WHAT TO DO:
Repeat exactly the lines of the entries below from the one with "filename crates/shipyard-scheduler/src/lib.rs" through the one with "its state machine", both ends included, and nothing else.

Stored data
▶

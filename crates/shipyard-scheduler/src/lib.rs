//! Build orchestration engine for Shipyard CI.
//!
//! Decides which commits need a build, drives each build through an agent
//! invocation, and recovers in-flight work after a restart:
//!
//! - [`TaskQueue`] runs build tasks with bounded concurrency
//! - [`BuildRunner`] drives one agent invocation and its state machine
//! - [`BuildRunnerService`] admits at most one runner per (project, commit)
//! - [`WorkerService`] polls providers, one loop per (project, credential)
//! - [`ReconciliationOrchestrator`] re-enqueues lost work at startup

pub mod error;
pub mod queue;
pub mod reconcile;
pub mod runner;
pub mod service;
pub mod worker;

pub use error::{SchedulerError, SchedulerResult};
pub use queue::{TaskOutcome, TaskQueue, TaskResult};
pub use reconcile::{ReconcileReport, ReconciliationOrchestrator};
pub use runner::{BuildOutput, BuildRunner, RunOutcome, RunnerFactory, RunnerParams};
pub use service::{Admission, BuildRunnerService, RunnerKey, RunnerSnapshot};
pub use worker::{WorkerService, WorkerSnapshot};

◀
▶

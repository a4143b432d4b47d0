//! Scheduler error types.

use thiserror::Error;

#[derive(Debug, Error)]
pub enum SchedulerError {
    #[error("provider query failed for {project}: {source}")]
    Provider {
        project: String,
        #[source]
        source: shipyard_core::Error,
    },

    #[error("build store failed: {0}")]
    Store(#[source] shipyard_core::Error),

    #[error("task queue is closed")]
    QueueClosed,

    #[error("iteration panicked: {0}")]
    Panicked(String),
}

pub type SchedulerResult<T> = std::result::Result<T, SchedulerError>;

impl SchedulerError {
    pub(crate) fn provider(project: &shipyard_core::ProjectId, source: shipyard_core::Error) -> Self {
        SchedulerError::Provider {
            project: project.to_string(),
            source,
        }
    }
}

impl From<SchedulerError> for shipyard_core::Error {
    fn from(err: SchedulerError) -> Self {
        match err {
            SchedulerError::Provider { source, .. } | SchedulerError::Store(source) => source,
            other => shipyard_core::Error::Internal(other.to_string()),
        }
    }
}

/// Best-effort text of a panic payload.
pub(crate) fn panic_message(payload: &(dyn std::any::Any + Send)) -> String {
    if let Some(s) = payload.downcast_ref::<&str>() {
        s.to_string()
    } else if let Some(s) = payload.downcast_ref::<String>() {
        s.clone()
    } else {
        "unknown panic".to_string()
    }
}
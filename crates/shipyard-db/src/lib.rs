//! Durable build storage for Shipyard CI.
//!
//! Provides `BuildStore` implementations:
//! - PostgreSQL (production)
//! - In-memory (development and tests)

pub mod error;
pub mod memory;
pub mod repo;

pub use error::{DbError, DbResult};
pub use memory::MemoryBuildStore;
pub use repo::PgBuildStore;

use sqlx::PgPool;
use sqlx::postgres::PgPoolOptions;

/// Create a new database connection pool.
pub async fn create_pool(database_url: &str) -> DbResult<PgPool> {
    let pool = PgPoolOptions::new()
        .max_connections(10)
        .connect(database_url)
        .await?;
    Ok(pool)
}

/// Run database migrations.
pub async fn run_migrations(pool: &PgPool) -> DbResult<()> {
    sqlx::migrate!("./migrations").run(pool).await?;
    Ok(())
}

◀

SOLUTION TO THIS PROBLEM:
filename crates/shipyard-scheduler/src/lib.rs
//! Build orchestration engine for Shipyard CI.
//!
//! Decides which commits need a build, drives each build through an agent
//! invocation, and recovers in-flight work after a restart:
//!
//! - [`TaskQueue`] runs build tasks with bounded concurrency
//! - [`BuildRunner`] drives one agent invocation and its state machine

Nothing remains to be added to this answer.